Alvaro Herrera <alvherre@surnet.cl> writes: > In fact I've seen many more people with this problem after 8.0 was > released, at least in pgsql-es-ayuda. Which problem exactly? Most of the 8.0 complaints I can recall seemed to come from people who were trying to dump from a SQL_ASCII database and reload into a UTF8 database --- that is, their problems were specifically *caused by* our decision to shift to a more restrictive default. Which is why I'm not eager to make it even more restrictive. regards, tom lane
Tom Lane wrote: > We should wait and see what field experience is like with > that, rather than insisting on anything as anal-retentive as disallowing > 8-bit data in SQL_ASCII. I didn't suggest changing the behaviour of SQL_ASCII.. -O
On Fri, May 13, 2005 at 10:22:06AM -0400, Tom Lane wrote: > Alvaro Herrera <alvherre@surnet.cl> writes: > > In fact I've seen many more people with this problem after 8.0 was > > released, at least in pgsql-es-ayuda. > > Which problem exactly? Most of the 8.0 complaints I can recall seemed > to come from people who were trying to dump from a SQL_ASCII database > and reload into a UTF8 database --- that is, their problems were > specifically *caused by* our decision to shift to a more restrictive > default. Which is why I'm not eager to make it even more restrictive. Well, of all kinds really. There are some of those. Also I've seen several questions from people using, say, a Python environment and then they have to add a Windows/ODBC application. The Python apps have been using SQL_ASCII all along, but ODBC apparently wants UTF8 or some sort of recode. So non-7-bit chars display funny. Anyway now that I look at them ISTM that most complaints actually come from misunderstanding of the whole encoding issue.
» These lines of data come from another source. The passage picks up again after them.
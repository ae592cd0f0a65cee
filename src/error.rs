/// Error types for the TR-55 model.
///
/// One closed enum covers every way a simulation call can fail. Errors are
/// terminal for the call that produced them: each tile/day computation is
/// independent and deterministic, so the caller re-invokes with corrected
/// input rather than recovering mid-computation.
use thiserror::Error;

use crate::tile::LandUse;

/// Result alias used throughout the crate.
pub type Tr55Result<T> = Result<T, Tr55Error>;

#[derive(Debug, Clone, PartialEq, Error)]
pub enum Tr55Error {
    /// A requested key has no entry in its reference table. Never
    /// defaulted: missing data is always surfaced as this error.
    #[error("no entry for `{key}` in the {table} table")]
    Lookup { table: &'static str, key: String },

    /// The tile census input is structurally malformed.
    #[error("malformed tile census: {reason}")]
    Census { reason: String },

    /// A numeric input is degenerate for the requested computation,
    /// e.g. a curve number outside (0, 100] in the retention equation.
    #[error("degenerate {quantity} {value} is outside the usable range")]
    Domain { quantity: &'static str, value: f64 },

    /// The small-storm regression has no coefficients for this land use.
    #[error("land use `{0}` has no small-storm runoff coefficients")]
    UnsupportedLandUse(LandUse),
}

impl Tr55Error {
    /// Missing key in a named reference table.
    pub fn lookup(table: &'static str, key: impl ToString) -> Self {
        Self::Lookup {
            table,
            key: key.to_string(),
        }
    }

    /// Malformed census input.
    pub fn census(reason: impl Into<String>) -> Self {
        Self::Census {
            reason: reason.into(),
        }
    }

    /// Degenerate numeric input.
    pub fn domain(quantity: &'static str, value: f64) -> Self {
        Self::Domain { quantity, value }
    }
}

#[cfg(test)]
mod tests {
    use super::*;

    #[test]
    fn lookup_names_table_and_key() {
        let err = Tr55Error::lookup("curve number", "a:GreenRoof");
        assert!(err.to_string().contains("curve number"));
        assert!(err.to_string().contains("a:GreenRoof"));
    }

    #[test]
    fn census_carries_reason() {
        let err = Tr55Error::census("missing `result.cell_count`");
        assert!(err.to_string().contains("result.cell_count"));
    }

    #[test]
    fn domain_carries_value() {
        let err = Tr55Error::domain("curve number", 0.0);
        assert!(err.to_string().contains("curve number"));
        assert!(err.to_string().contains('0'));
    }

    #[test]
    fn unsupported_land_use_names_it() {
        let err = Tr55Error::UnsupportedLandUse(LandUse::MixedForest);
        assert!(err.to_string().contains("MixedForest"));
    }

    #[test]
    fn errors_compare_by_value() {
        assert_eq!(
            Tr55Error::lookup("soil type", "x"),
            Tr55Error::lookup("soil type", "x")
        );
        assert_ne!(
            Tr55Error::lookup("soil type", "x"),
            Tr55Error::lookup("land use", "x")
        );
    }
}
They just create a database and an app and start coding and throwing data. At first it all seems fine. Later they find out that the client is using, say, win-1250, and has been using client_encoding latin1; so it has been wrong all around and they only find out when a new, different app shows something strange. So maybe it's not about 7 bits or not, it's just lack of knowledge. But I've certainly seen much more problems reported after 8.0 was released. -- Alvaro Herrera (<alvherre[a]surnet.cl>) "Pensar que el espectro que vemos es ilusorio no lo despoja de espanto, sólo le suma el nuevo terror de la locura" (Perelandra, CSLewis)